Unclear error message for concat and IamDataFrame.append and potentially undesired behaviour #707

jkikstra · 2022-09-29T12:24:48Z

Short error description:

When using either pyam.concat() or IamDataFrame.append() on two dataframes that come from files that have a column with row indices, I get an unexpected error message, saying Incompatible timeseries data index dimensions:

Moreover, it is possible to read in both files separately as a pyam.IamDataframe, so I am not entirely sure this current behaviour is desired, as one would expect to be able to concatenate to pyam.IamDataframes.

Deleting column with the indices resolves the issue.

Detail on the data:

The files looks like this:

Note:
Somehow, the first two files merge fine, while the third throws the error.

How to reproduce:
For iiasa colleagues, run the notebook: "I:\kikstra\shape-data\Combine files with pyam.ipynb"

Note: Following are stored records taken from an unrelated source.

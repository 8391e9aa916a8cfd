use super::parser::FilterRule;
use crate::warning::Warning;

impl FilterRule {
    /// Whether this rule applies to `warning`.
    ///
    /// Empty message/module patterns and a zero lineno match anything; the
    /// category matches itself and every descendant.
    pub fn matches(&self, warning: &Warning) -> bool {
        self.message
            .as_ref()
            .is_none_or(|pattern| pattern.is_match(&warning.message))
            && warning.category.is_subclass_of(&self.category)
            && self
                .module
                .as_ref()
                .is_none_or(|pattern| pattern.is_match(&warning.module))
            && (self.lineno == 0 || self.lineno == u64::from(warning.lineno))
    }
}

The text was updated successfully, but these errors were encountered:

danielhuppmann · 2022-09-29T14:14:34Z

Sorry @jkikstra, but I'm afraid that this is expected behavior.

pyam is quite "generous" when it comes to additional data dimensions - it automatically assumes that any column named other than model, scenario, ... or a time dimension is an additional relevant identifier (aka "extra-column", see here). This is intended to make it user-friendly when working with e.g. subannual timeslices or additional columns to distinguish between different climate models (this is used in open-scm, I believe)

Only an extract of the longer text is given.